[Stored data]
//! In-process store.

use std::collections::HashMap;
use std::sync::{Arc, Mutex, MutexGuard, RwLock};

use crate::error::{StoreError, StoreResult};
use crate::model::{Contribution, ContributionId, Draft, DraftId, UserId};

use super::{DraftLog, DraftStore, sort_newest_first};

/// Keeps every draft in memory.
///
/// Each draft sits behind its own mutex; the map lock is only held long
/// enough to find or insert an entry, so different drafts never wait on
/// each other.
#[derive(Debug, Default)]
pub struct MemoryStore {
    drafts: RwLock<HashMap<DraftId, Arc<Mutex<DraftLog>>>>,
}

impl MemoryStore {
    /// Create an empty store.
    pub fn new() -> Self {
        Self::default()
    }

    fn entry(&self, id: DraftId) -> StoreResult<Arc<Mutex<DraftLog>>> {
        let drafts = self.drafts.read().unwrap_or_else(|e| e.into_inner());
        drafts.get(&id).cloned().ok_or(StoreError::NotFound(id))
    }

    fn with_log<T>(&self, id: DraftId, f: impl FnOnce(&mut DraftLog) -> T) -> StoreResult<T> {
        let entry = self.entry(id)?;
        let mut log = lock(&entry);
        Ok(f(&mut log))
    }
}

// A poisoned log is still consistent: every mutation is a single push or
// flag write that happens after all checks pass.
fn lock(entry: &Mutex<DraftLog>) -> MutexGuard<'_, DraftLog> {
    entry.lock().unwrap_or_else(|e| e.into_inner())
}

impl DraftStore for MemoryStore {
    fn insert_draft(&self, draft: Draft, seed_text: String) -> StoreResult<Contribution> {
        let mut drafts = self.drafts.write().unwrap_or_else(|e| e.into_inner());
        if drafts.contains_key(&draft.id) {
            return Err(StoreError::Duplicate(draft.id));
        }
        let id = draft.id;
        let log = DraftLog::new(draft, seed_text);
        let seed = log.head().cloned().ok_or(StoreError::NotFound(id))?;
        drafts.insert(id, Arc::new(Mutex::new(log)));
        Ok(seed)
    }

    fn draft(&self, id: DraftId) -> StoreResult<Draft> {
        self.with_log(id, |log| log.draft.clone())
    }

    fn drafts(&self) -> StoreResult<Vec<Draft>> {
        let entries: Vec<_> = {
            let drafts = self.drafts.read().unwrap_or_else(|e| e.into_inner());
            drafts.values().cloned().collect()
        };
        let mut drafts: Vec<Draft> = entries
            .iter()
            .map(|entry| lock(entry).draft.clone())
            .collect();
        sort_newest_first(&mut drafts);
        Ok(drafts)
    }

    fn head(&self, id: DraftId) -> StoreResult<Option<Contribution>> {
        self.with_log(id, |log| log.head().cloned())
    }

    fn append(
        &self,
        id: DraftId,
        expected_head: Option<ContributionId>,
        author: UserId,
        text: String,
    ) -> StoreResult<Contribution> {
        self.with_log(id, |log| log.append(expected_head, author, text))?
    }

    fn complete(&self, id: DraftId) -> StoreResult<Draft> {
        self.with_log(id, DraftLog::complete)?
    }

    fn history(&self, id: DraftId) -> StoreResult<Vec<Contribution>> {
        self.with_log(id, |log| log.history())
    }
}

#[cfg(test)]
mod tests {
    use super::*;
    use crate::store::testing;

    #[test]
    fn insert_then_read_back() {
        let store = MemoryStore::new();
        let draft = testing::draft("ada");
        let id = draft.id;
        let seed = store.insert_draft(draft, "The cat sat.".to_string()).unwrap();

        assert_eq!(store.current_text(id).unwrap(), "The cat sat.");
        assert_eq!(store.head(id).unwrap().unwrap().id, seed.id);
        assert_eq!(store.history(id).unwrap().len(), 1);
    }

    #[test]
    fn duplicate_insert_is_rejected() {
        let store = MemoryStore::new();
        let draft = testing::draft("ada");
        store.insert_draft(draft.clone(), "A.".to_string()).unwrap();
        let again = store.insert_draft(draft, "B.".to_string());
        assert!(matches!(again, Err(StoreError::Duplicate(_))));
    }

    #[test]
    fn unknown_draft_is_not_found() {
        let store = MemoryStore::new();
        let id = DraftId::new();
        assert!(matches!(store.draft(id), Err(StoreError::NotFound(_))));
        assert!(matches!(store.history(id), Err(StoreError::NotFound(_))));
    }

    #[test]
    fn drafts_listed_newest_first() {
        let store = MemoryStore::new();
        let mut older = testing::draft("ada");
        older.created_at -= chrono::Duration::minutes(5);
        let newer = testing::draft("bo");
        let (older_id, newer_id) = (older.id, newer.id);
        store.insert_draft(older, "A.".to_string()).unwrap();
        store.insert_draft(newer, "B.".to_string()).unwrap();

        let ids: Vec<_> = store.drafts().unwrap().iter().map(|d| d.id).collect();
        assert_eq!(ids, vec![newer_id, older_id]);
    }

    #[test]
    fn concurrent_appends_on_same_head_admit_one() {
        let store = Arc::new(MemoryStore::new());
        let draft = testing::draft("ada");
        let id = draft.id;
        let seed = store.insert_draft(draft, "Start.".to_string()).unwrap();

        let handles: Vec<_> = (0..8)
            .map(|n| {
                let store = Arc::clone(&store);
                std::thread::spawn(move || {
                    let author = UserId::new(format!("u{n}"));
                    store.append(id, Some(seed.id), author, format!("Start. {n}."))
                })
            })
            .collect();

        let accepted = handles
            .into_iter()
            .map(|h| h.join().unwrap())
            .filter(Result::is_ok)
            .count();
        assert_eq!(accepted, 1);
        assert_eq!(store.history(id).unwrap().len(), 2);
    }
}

THE TASK: The lines above that include "DraftId" should each be listed.

YOUR RESPONSE:
use crate::model::{Contribution, ContributionId, Draft, DraftId, UserId};
    drafts: RwLock<HashMap<DraftId, Arc<Mutex<DraftLog>>>>,
    fn entry(&self, id: DraftId) -> StoreResult<Arc<Mutex<DraftLog>>> {
    fn with_log<T>(&self, id: DraftId, f: impl FnOnce(&mut DraftLog) -> T) -> StoreResult<T> {
    fn draft(&self, id: DraftId) -> StoreResult<Draft> {
    fn head(&self, id: DraftId) -> StoreResult<Option<Contribution>> {
        id: DraftId,
    fn complete(&self, id: DraftId) -> StoreResult<Draft> {
    fn history(&self, id: DraftId) -> StoreResult<Vec<Contribution>> {
        let id = DraftId::new();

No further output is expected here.